Search the entries for the word "BlockLookup" and copy each line that has it.

--- --- ---

//! Connection states and the transitions between them.
//!
//! ```text
//! Handshake --(intent Status)--> Status
//! Handshake --(intent Login)---> Login --(login success)--> Play
//! any state --(disconnect | I/O failure | timeout)--> Disconnected
//! ```
//!
//! [`StateMachine`] is owned by the task that reads the connection and is
//! the only thing that moves the state forward. Other tasks observe it
//! through a [`SharedState`], which is a snapshot and never a lock.

use std::fmt;
use std::sync::Arc;
use std::sync::atomic::{AtomicU8, Ordering};

use tracing::debug;

use crate::error::{ProtocolError, Result};

/// The connection state that selects the active packet id space.
#[derive(Debug, Clone, Copy, PartialEq, Eq, Hash, PartialOrd, Ord)]
pub enum ConnectionState {
    /// Handshaking state (initial connection).
    Handshake,
    /// Status state (server list ping).
    Status,
    /// Login state (authentication).
    Login,
    /// Play state (in-game).
    Play,
    /// Torn down; terminal.
    Disconnected,
}

impl ConnectionState {
    const fn to_u8(self) -> u8 {
        match self {
            Self::Handshake => 0,
            Self::Status => 1,
            Self::Login => 2,
            Self::Play => 3,
            Self::Disconnected => 4,
        }
    }

    const fn from_u8(value: u8) -> Self {
        match value {
            0 => Self::Handshake,
            1 => Self::Status,
            2 => Self::Login,
            3 => Self::Play,
            _ => Self::Disconnected,
        }
    }

    /// Whether the state machine allows moving from `self` to `to`.
    #[must_use]
    pub const fn can_transition_to(self, to: Self) -> bool {
        matches!(
            (self, to),
            (Self::Handshake, Self::Status | Self::Login)
                | (Self::Login, Self::Play)
                | (
                    Self::Handshake | Self::Status | Self::Login | Self::Play,
                    Self::Disconnected
                )
        )
    }

    /// Lower-case name used in logs.
    #[must_use]
    pub const fn as_str(self) -> &'static str {
        match self {
            Self::Handshake => "handshake",
            Self::Status => "status",
            Self::Login => "login",
            Self::Play => "play",
            Self::Disconnected => "disconnected",
        }
    }
}

impl fmt::Display for ConnectionState {
    fn fmt(&self, f: &mut fmt::Formatter<'_>) -> fmt::Result {
        f.write_str(self.as_str())
    }
}

/// Which side sends a packet.
#[derive(Debug, Clone, Copy, PartialEq, Eq, Hash, PartialOrd, Ord)]
pub enum Direction {
    /// Client to server.
    Serverbound,
    /// Server to client.
    Clientbound,
}

impl fmt::Display for Direction {
    fn fmt(&self, f: &mut fmt::Formatter<'_>) -> fmt::Result {
        f.write_str(match self {
            Self::Serverbound => "serverbound",
            Self::Clientbound => "clientbound",
        })
    }
}

/// Why a connection ended.
#[derive(Debug, Clone, PartialEq, Eq)]
pub enum DisconnectCause {
    /// The server sent a disconnect packet with this reason.
    Kicked(String),
    /// Reading or writing the stream failed.
    Io(String),
    /// No data arrived within the read timeout.
    Timeout,
    /// The framing broke and the stream cannot continue.
    Protocol(String),
    /// The stream ended cleanly.
    Closed,
    /// Torn down locally.
    Local,
}

impl fmt::Display for DisconnectCause {
    fn fmt(&self, f: &mut fmt::Formatter<'_>) -> fmt::Result {
        match self {
            Self::Kicked(reason) => write!(f, "kicked: {reason}"),
            Self::Io(e) => write!(f, "I/O error: {e}"),
            Self::Timeout => f.write_str("timed out"),
            Self::Protocol(e) => write!(f, "protocol error: {e}"),
            Self::Closed => f.write_str("connection closed"),
            Self::Local => f.write_str("disconnected locally"),
        }
    }
}

/// Read-only view of the current state, shareable across tasks.
#[derive(Debug, Clone)]
pub struct SharedState {
    inner: Arc<AtomicU8>,
}

impl SharedState {
    fn new(state: ConnectionState) -> Self {
        Self {
            inner: Arc::new(AtomicU8::new(state.to_u8())),
        }
    }

    /// The most recently committed state.
    #[must_use]
    pub fn load(&self) -> ConnectionState {
        ConnectionState::from_u8(self.inner.load(Ordering::Acquire))
    }

    /// Whether the connection has been torn down.
    #[must_use]
    pub fn is_disconnected(&self) -> bool {
        self.load() == ConnectionState::Disconnected
    }

    /// Mark the connection disconnected.
    ///
    /// Returns `true` only for the call that actually performed the change,
    /// so teardown work runs exactly once.
    pub fn mark_disconnected(&self) -> bool {
        let previous = self
            .inner
            .swap(ConnectionState::Disconnected.to_u8(), Ordering::AcqRel);
        previous != ConnectionState::Disconnected.to_u8()
    }

    fn store(&self, state: ConnectionState) {
        self.inner.store(state.to_u8(), Ordering::Release);
    }
}

/// The authoritative connection state.
#[derive(Debug)]
pub struct StateMachine {
    current: ConnectionState,
    shared: SharedState,
}

impl StateMachine {
    /// Start a connection in [`ConnectionState::Handshake`].
    #[must_use]
    pub fn new() -> Self {
        Self {
            current: ConnectionState::Handshake,
            shared: SharedState::new(ConnectionState::Handshake),
        }
    }

    /// The current state.
    ///
    /// A teardown from another task shows up here as
    /// [`ConnectionState::Disconnected`].
    #[must_use]
    pub fn current(&self) -> ConnectionState {
        if self.shared.is_disconnected() {
            return ConnectionState::Disconnected;
        }
        self.current
    }

    /// A shareable snapshot handle.
    #[must_use]
    pub fn shared(&self) -> SharedState {
        self.shared.clone()
    }

    /// Commit a transition along one of the allowed edges.
    ///
    /// # Errors
    ///
    /// Returns [`ProtocolError::InvalidTransition`] for any other edge, which
    /// includes every transition out of [`ConnectionState::Disconnected`].
    pub fn transition(&mut self, to: ConnectionState) -> Result<()> {
        let from = self.current();
        if !from.can_transition_to(to) {
            return Err(ProtocolError::InvalidTransition { from, to });
        }

        if to == ConnectionState::Disconnected {
            self.shared.mark_disconnected();
        } else {
            self.shared.store(to);
        }
        self.current = to;

        debug!(%from, %to, "State transition");
        Ok(())
    }

    /// Force the terminal state from wherever the connection is.
    ///
    /// Returns `true` if this call performed the transition.
    pub fn disconnect(&mut self) -> bool {
        self.current = ConnectionState::Disconnected;
        self.shared.mark_disconnected()
    }
}

impl Default for StateMachine {
    fn default() -> Self {
        Self::new()
    }
}

#[cfg(test)]
mod tests {
    use super::*;

    const ALL: [ConnectionState; 5] = [
        ConnectionState::Handshake,
        ConnectionState::Status,
        ConnectionState::Login,
        ConnectionState::Play,
        ConnectionState::Disconnected,
    ];

    #[test]
    fn test_handshake_only_reaches_status_or_login() {
        for to in ALL {
            let mut machine = StateMachine::new();
            let allowed = matches!(
                to,
                ConnectionState::Status | ConnectionState::Login | ConnectionState::Disconnected
            );
            assert_eq!(machine.transition(to).is_ok(), allowed, "to {to}");
        }
    }

    #[test]
    fn test_login_to_play() {
        let mut machine = StateMachine::new();
        machine.transition(ConnectionState::Login).unwrap();
        assert!(machine.transition(ConnectionState::Status).is_err());
        machine.transition(ConnectionState::Play).unwrap();
        assert_eq!(machine.current(), ConnectionState::Play);
        assert_eq!(machine.shared().load(), ConnectionState::Play);
    }

    #[test]
    fn test_disconnect_from_every_state() {
        for from in [
            ConnectionState::Handshake,
            ConnectionState::Status,
            ConnectionState::Login,
            ConnectionState::Play,
        ] {
            assert!(from.can_transition_to(ConnectionState::Disconnected));
        }
    }

    #[test]
    fn test_nothing_leaves_disconnected() {
        let mut machine = StateMachine::new();
        machine.transition(ConnectionState::Disconnected).unwrap();
        for to in ALL {
            assert!(matches!(
                machine.transition(to),
                Err(ProtocolError::InvalidTransition { .. })
            ));
        }
    }

    #[test]
    fn test_teardown_is_idempotent() {
        let mut machine = StateMachine::new();
        machine.transition(ConnectionState::Login).unwrap();
        let shared = machine.shared();

        assert!(shared.mark_disconnected());
        assert!(!shared.mark_disconnected());
        assert!(!machine.disconnect());

        // A teardown from another task is visible to the owner.
        assert_eq!(machine.current(), ConnectionState::Disconnected);
        assert!(machine.transition(ConnectionState::Play).is_err());
    }
}
//! Minecraft protocol packets.
//!
//! Packets are organized by connection state:
//! - Handshake: Initial connection state
//! - Status: Server list ping
//! - Login: Authentication and compression setup
//! - Play: In-game; chunk packets live in [`chunk`]
//!
//! Packet structs only know how to read and write their layouts. Which id
//! and which layout applies at a given protocol version is decided by the
//! tables in [`vanilla`].

pub mod chunk;
pub mod handshake;
pub mod login;
pub mod play;
pub mod status;
pub mod vanilla;

use std::fmt;
use std::sync::Arc;

pub use chunk::{ChunkBulk, ChunkData};
pub use handshake::{Handshake, NextState};
pub use login::{
    Disconnect, EncryptionRequest, EncryptionResponse, LoginStart, LoginSuccess, SetCompression,
};
pub use play::{ChatMessage, ChatPosition, ChatSend, JoinGame, KeepAlive};
pub use status::{Ping, Pong, StatusRequest, StatusResponse};

use crate::block::BlockLookup;
use crate::compression::Compressor;
use crate::version::ProtocolVersion;

/// Identifies a packet independent of version and numeric id.
#[derive(Debug, Clone, Copy, PartialEq, Eq, Hash, PartialOrd, Ord)]
pub enum PacketKind {
    Handshake,
    StatusRequest,
    StatusResponse,
    StatusPing,
    StatusPong,
    LoginStart,
    LoginDisconnect,
    EncryptionRequest,
    EncryptionResponse,
    LoginSuccess,
    SetCompression,
    KeepAlive,
    JoinGame,
    ChatMessage,
    ChatSend,
    Disconnect,
    ChunkData,
    ChunkBulk,
}

impl fmt::Display for PacketKind {
    fn fmt(&self, f: &mut fmt::Formatter<'_>) -> fmt::Result {
        fmt::Debug::fmt(self, f)
    }
}

/// A decoded server-to-client packet.
#[derive(Debug, Clone, PartialEq, Eq)]
pub enum ClientboundPacket {
    StatusResponse(StatusResponse),
    StatusPong(Pong),
    LoginDisconnect(Disconnect),
    EncryptionRequest(EncryptionRequest),
    LoginSuccess(LoginSuccess),
    SetCompression(SetCompression),
    KeepAlive(KeepAlive),
    JoinGame(JoinGame),
    ChatMessage(ChatMessage),
    Disconnect(Disconnect),
    ChunkData(ChunkData),
    ChunkBulk(ChunkBulk),
}

impl ClientboundPacket {
    /// The kind handlers are registered under.
    #[must_use]
    pub const fn kind(&self) -> PacketKind {
        match self {
            Self::StatusResponse(_) => PacketKind::StatusResponse,
            Self::StatusPong(_) => PacketKind::StatusPong,
            Self::LoginDisconnect(_) => PacketKind::LoginDisconnect,
            Self::EncryptionRequest(_) => PacketKind::EncryptionRequest,
            Self::LoginSuccess(_) => PacketKind::LoginSuccess,
            Self::SetCompression(_) => PacketKind::SetCompression,
            Self::KeepAlive(_) => PacketKind::KeepAlive,
            Self::JoinGame(_) => PacketKind::JoinGame,
            Self::ChatMessage(_) => PacketKind::ChatMessage,
            Self::Disconnect(_) => PacketKind::Disconnect,
            Self::ChunkData(_) => PacketKind::ChunkData,
            Self::ChunkBulk(_) => PacketKind::ChunkBulk,
        }
    }
}

/// A client-to-server packet ready to be encoded.
#[derive(Debug, Clone, PartialEq, Eq)]
pub enum ServerboundPacket {
    Handshake(Handshake),
    StatusRequest(StatusRequest),
    StatusPing(Ping),
    LoginStart(LoginStart),
    EncryptionResponse(EncryptionResponse),
    KeepAlive(KeepAlive),
    ChatSend(ChatSend),
}

impl ServerboundPacket {
    #[must_use]
    pub const fn kind(&self) -> PacketKind {
        match self {
            Self::Handshake(_) => PacketKind::Handshake,
            Self::StatusRequest(_) => PacketKind::StatusRequest,
            Self::StatusPing(_) => PacketKind::StatusPing,
            Self::LoginStart(_) => PacketKind::LoginStart,
            Self::EncryptionResponse(_) => PacketKind::EncryptionResponse,
            Self::KeepAlive(_) => PacketKind::KeepAlive,
            Self::ChatSend(_) => PacketKind::ChatSend,
        }
    }
}

/// What a decoder may need beyond the payload bytes.
#[derive(Clone)]
pub struct DecodeContext {
    /// Negotiated protocol version.
    pub version: ProtocolVersion,
    /// Block definitions for chunk decoding.
    pub blocks: Arc<dyn BlockLookup>,
    /// Inflater for compressed chunk payloads.
    pub compressor: Arc<dyn Compressor>,
}

impl fmt::Debug for DecodeContext {
    fn fmt(&self, f: &mut fmt::Formatter<'_>) -> fmt::Result {
        f.debug_struct("DecodeContext")
            .field("version", &self.version)
            .finish_non_exhaustive()
    }
}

--- --- ---

**Result for this task**.
use crate::block::BlockLookup;
    pub blocks: Arc<dyn BlockLookup>,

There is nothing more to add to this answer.